> **ABOUT THIS EXERCISE**
In the records below, find each line with the word "SystemTime" and copy it.

——

//! Error types for the engine crate.

use upnp_eventing::SubscriptionError;

/// Errors surfaced by the control point facade.
#[derive(Debug, thiserror::Error)]
pub enum EngineError {
    /// Invalid configuration provided
    #[error("configuration error: {0}")]
    Configuration(String),

    /// The SSDP listen socket could not be bound at startup
    #[error("failed to bind SSDP listener: {0}")]
    Bind(String),

    /// The callback server could not be started
    #[error("callback server error: {0}")]
    CallbackServer(String),

    /// The background worker failed to start or disappeared
    #[error("engine worker error: {0}")]
    Worker(String),

    /// An operation requires the engine to be running
    #[error("engine is not running")]
    NotRunning,

    /// The requested service is not in the registry
    #[error("unknown service {service_id:?} on device {udn:?}")]
    UnknownService {
        /// UDN of the device looked up
        udn: String,
        /// Service ID looked up
        service_id: String,
    },

    /// A subscription operation failed
    #[error(transparent)]
    Subscription(#[from] SubscriptionError),

    /// An internal lock was poisoned by a panicking thread
    #[error("engine state lock poisoned")]
    LockPoisoned,
}

/// Convenience type alias for Results using EngineError.
pub type Result<T> = std::result::Result<T, EngineError>;
//! Blocking iterator for consuming control point events.

use std::sync::{mpsc, Arc, Mutex};
use std::time::Duration;

use crate::event::ControlPointEvent;

/// Blocking iterator over control point events.
///
/// Blocks on `next()` until an event is available. Use `try_recv()` for
/// non-blocking access or `recv_timeout()` to bound the wait. Clones share
/// the underlying channel: each event is delivered to exactly one consumer.
pub struct EventIterator {
    rx: Arc<Mutex<mpsc::Receiver<ControlPointEvent>>>,
}

impl EventIterator {
    pub(crate) fn new(rx: Arc<Mutex<mpsc::Receiver<ControlPointEvent>>>) -> Self {
        Self { rx }
    }

    /// Block until an event is available.
    ///
    /// Returns `None` once the engine is gone and the channel drained.
    pub fn recv(&self) -> Option<ControlPointEvent> {
        self.rx.lock().ok()?.recv().ok()
    }

    /// Receive without blocking.
    pub fn try_recv(&self) -> Option<ControlPointEvent> {
        self.rx.lock().ok()?.try_recv().ok()
    }

    /// Block until an event is available or the timeout expires.
    pub fn recv_timeout(&self, timeout: Duration) -> Option<ControlPointEvent> {
        self.rx.lock().ok()?.recv_timeout(timeout).ok()
    }

    /// Non-blocking iterator over currently queued events.
    pub fn try_iter(&self) -> TryIter<'_> {
        TryIter { inner: self }
    }

    /// Iterator that waits up to `timeout` per event.
    pub fn timeout_iter(&self, timeout: Duration) -> TimeoutIter<'_> {
        TimeoutIter {
            inner: self,
            timeout,
        }
    }
}

impl Iterator for EventIterator {
    type Item = ControlPointEvent;

    fn next(&mut self) -> Option<Self::Item> {
        self.recv()
    }
}

impl Clone for EventIterator {
    fn clone(&self) -> Self {
        Self {
            rx: Arc::clone(&self.rx),
        }
    }
}

/// Non-blocking iterator over currently queued events.
pub struct TryIter<'a> {
    inner: &'a EventIterator,
}

impl<'a> Iterator for TryIter<'a> {
    type Item = ControlPointEvent;

    fn next(&mut self) -> Option<Self::Item> {
        self.inner.try_recv()
    }
}

/// Iterator bounding each wait with a timeout.
pub struct TimeoutIter<'a> {
    inner: &'a EventIterator,
    timeout: Duration,
}

impl<'a> Iterator for TimeoutIter<'a> {
    type Item = ControlPointEvent;

    fn next(&mut self) -> Option<Self::Item> {
        self.inner.recv_timeout(self.timeout)
    }
}
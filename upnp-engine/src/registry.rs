//! Device/service registry.
//!
//! Tracks every advertised USN through its lifecycle and owns the resolved
//! device models. The registry is a pure state machine: it performs no
//! network I/O and is driven with explicit timestamps, which is what makes
//! the lifecycle testable. The worker feeds it advertisements and fetch
//! outcomes and carries out the fetch requests it returns.
//!
//! Lifecycle per USN:
//!
//! ```text
//! (unknown) --alive/response--> Resolving --fetch ok--> Active
//!      Resolving --fetch err/expiry--> (gone, never observed)
//!      Active --byebye/expiry--> (gone, Removed events)
//! ```
//!
//! Devices are deduplicated by UDN: several USNs (root device, embedded
//! devices, each service) typically reference one description location, and
//! the device stays visible until the last of them goes.

use std::collections::{HashMap, HashSet};
use std::sync::Arc;
use std::time::{Duration, SystemTime};

use upnp_discovery::{Advertisement, Device, Service};

use crate::event::ControlPointEvent;

/// What the worker must do after feeding the registry an advertisement.
#[derive(Debug, Clone, PartialEq, Eq)]
pub enum RegistryAction {
    /// Nothing; the advertisement was absorbed.
    None,
    /// Fetch the description document at this location.
    Fetch(String),
}

#[derive(Debug, Clone, PartialEq)]
enum AdvertState {
    /// Description fetch pending; not yet observable by callers.
    Resolving,
    /// Resolved against a device; visible to callers.
    Active { udn: String },
}

#[derive(Debug)]
struct AdvertEntry {
    state: AdvertState,
    location: String,
    max_age: u64,
    expires_at: SystemTime,
}

/// Registry of advertised USNs and the devices they resolved to.
#[derive(Default)]
pub struct DeviceRegistry {
    /// Every live USN and its lifecycle state
    adverts: HashMap<String, AdvertEntry>,
    /// Resolved devices by UDN
    devices: HashMap<String, Arc<Device>>,
    /// Which USNs keep each device alive
    usns_by_udn: HashMap<String, HashSet<String>>,
    /// USNs waiting on each in-flight location fetch
    resolving_locations: HashMap<String, HashSet<String>>,
    /// Location-to-UDN index for attaching new USNs without refetching
    location_udn: HashMap<String, String>,
}

impl DeviceRegistry {
    pub fn new() -> Self {
        Self::default()
    }

    /// Feed one advertisement into the state machine.
    ///
    /// Returns the follow-up action and any events to emit. Re-advertisement
    /// of a known USN refreshes its expiry without an event; the racing-
    /// advertisement tie-break keeps the larger max-age.
    pub fn on_advertisement(
        &mut self,
        ad: &Advertisement,
        now: SystemTime,
    ) -> (RegistryAction, Vec<ControlPointEvent>) {
        if !ad.is_alive() {
            return (RegistryAction::None, self.remove_usn(&ad.usn));
        }

        let Some(location) = ad.location.as_deref() else {
            return (RegistryAction::None, Vec::new());
        };

        if let Some(entry) = self.adverts.get_mut(&ad.usn) {
            // Later advertisement wins only with a newer max-age; otherwise
            // the existing record's expiry is simply extended.
            if ad.max_age > entry.max_age {
                entry.max_age = ad.max_age;
            }
            entry.expires_at = now + Duration::from_secs(entry.max_age);
            return (RegistryAction::None, Vec::new());
        }

        let entry = AdvertEntry {
            state: AdvertState::Resolving,
            location: location.to_string(),
            max_age: ad.max_age,
            expires_at: now + Duration::from_secs(ad.max_age),
        };

        if let Some(udn) = self.location_udn.get(location).cloned() {
            // The device behind this location is already resolved; the new
            // USN attaches silently.
            self.adverts.insert(
                ad.usn.clone(),
                AdvertEntry {
                    state: AdvertState::Active { udn: udn.clone() },
                    ..entry
                },
            );
            self.usns_by_udn
                .entry(udn)
                .or_default()
                .insert(ad.usn.clone());
            return (RegistryAction::None, Vec::new());
        }

        if let Some(waiters) = self.resolving_locations.get_mut(location) {
            // A fetch for this location is already in flight; wait on it.
            waiters.insert(ad.usn.clone());
            self.adverts.insert(ad.usn.clone(), entry);
            return (RegistryAction::None, Vec::new());
        }

        self.adverts.insert(ad.usn.clone(), entry);
        self.resolving_locations
            .insert(location.to_string(), HashSet::from([ad.usn.clone()]));
        (RegistryAction::Fetch(location.to_string()), Vec::new())
    }

    /// Record a successful description fetch.
    ///
    /// Every USN still waiting on the location becomes Active. The device
    /// becomes visible (`DeviceAdded` then `ServiceAdded` per declared
    /// service) only if its UDN is new; additional USNs for a known device
    /// attach without events. A fetch whose waiters all expired in flight is
    /// discarded.
    pub fn on_fetch_success(
        &mut self,
        location: &str,
        device: Arc<Device>,
        _now: SystemTime,
    ) -> Vec<ControlPointEvent> {
        let Some(waiters) = self.resolving_locations.remove(location) else {
            // Stale result: everything that wanted it is gone, or the
            // registry was cleared while the fetch ran.
            return Vec::new();
        };

        let live: Vec<String> = waiters
            .into_iter()
            .filter(|usn| {
                self.adverts
                    .get(usn)
                    .map(|e| e.state == AdvertState::Resolving)
                    .unwrap_or(false)
            })
            .collect();
        if live.is_empty() {
            return Vec::new();
        }

        let udn = device.udn.clone();
        let mut events = Vec::new();

        if !self.devices.contains_key(&udn) {
            self.devices.insert(udn.clone(), Arc::clone(&device));
            events.push(ControlPointEvent::DeviceAdded(Arc::clone(&device)));
            for service in device.all_services() {
                events.push(ControlPointEvent::ServiceAdded(service.clone()));
            }
        }
        self.location_udn.insert(location.to_string(), udn.clone());

        let attached = self.usns_by_udn.entry(udn.clone()).or_default();
        for usn in live {
            if let Some(entry) = self.adverts.get_mut(&usn) {
                entry.state = AdvertState::Active { udn: udn.clone() };
                attached.insert(usn);
            }
        }

        events
    }

    /// Record a failed description fetch.
    ///
    /// The waiting USNs are dropped without events; they were never
    /// observable. Their devices will be retried on the next advertisement.
    pub fn on_fetch_failure(&mut self, location: &str) {
        if let Some(waiters) = self.resolving_locations.remove(location) {
            for usn in waiters {
                self.adverts.remove(&usn);
            }
        }
    }

    /// Expire every USN whose advertisement lifetime has passed.
    pub fn sweep(&mut self, now: SystemTime) -> Vec<ControlPointEvent> {
        let expired: Vec<String> = self
            .adverts
            .iter()
            .filter(|(_, entry)| entry.expires_at <= now)
            .map(|(usn, _)| usn.clone())
            .collect();

        let mut events = Vec::new();
        for usn in expired {
            tracing::debug!(%usn, "advertisement expired");
            events.extend(self.remove_usn(&usn));
        }
        events
    }

    /// Remove a USN; when it was the last reference to a device, the device
    /// and its services are removed with events (services first).
    fn remove_usn(&mut self, usn: &str) -> Vec<ControlPointEvent> {
        let Some(entry) = self.adverts.remove(usn) else {
            return Vec::new();
        };

        match entry.state {
            AdvertState::Resolving => {
                if let Some(waiters) = self.resolving_locations.get_mut(&entry.location) {
                    waiters.remove(usn);
                    if waiters.is_empty() {
                        self.resolving_locations.remove(&entry.location);
                    }
                }
                Vec::new()
            }
            AdvertState::Active { udn } => {
                let last = self
                    .usns_by_udn
                    .get_mut(&udn)
                    .map(|set| {
                        set.remove(usn);
                        set.is_empty()
                    })
                    .unwrap_or(false);
                if !last {
                    return Vec::new();
                }

                self.usns_by_udn.remove(&udn);
                self.location_udn.retain(|_, v| v != &udn);
                let Some(device) = self.devices.remove(&udn) else {
                    return Vec::new();
                };

                let mut events = Vec::new();
                for service in device.all_services() {
                    events.push(ControlPointEvent::ServiceRemoved(service.clone()));
                }
                events.push(ControlPointEvent::DeviceRemoved(device));
                events
            }
        }
    }

    /// Snapshot of every visible device.
    pub fn devices(&self) -> Vec<Arc<Device>> {
        self.devices.values().cloned().collect()
    }

    /// Snapshot of every visible service, embedded devices included.
    pub fn services(&self) -> Vec<Service> {
        self.devices
            .values()
            .flat_map(|d| d.all_services().into_iter().cloned())
            .collect()
    }

    /// Look up a visible device by UDN (root devices only).
    pub fn device(&self, udn: &str) -> Option<Arc<Device>> {
        self.devices.get(udn).cloned()
    }

    /// Find a service by owning-device UDN and service ID, searching
    /// embedded devices too.
    pub fn find_service(&self, udn: &str, service_id: &str) -> Option<Service> {
        self.devices.values().find_map(|device| {
            device
                .all_services()
                .into_iter()
                .find(|s| s.device_udn == udn && s.service_id == service_id)
                .cloned()
        })
    }

    /// Number of visible devices.
    pub fn len(&self) -> usize {
        self.devices.len()
    }

    /// Whether no devices are visible.
    pub fn is_empty(&self) -> bool {
        self.devices.is_empty()
    }

    /// Drop all state. Used when discovery restarts.
    pub fn clear(&mut self) {
        self.adverts.clear();
        self.devices.clear();
        self.usns_by_udn.clear();
        self.resolving_locations.clear();
        self.location_udn.clear();
    }
}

——

> **WRITTEN RESPONSE**
use std::time::{Duration, SystemTime};
    expires_at: SystemTime,
        now: SystemTime,
        _now: SystemTime,
    pub fn sweep(&mut self, now: SystemTime) -> Vec<ControlPointEvent> {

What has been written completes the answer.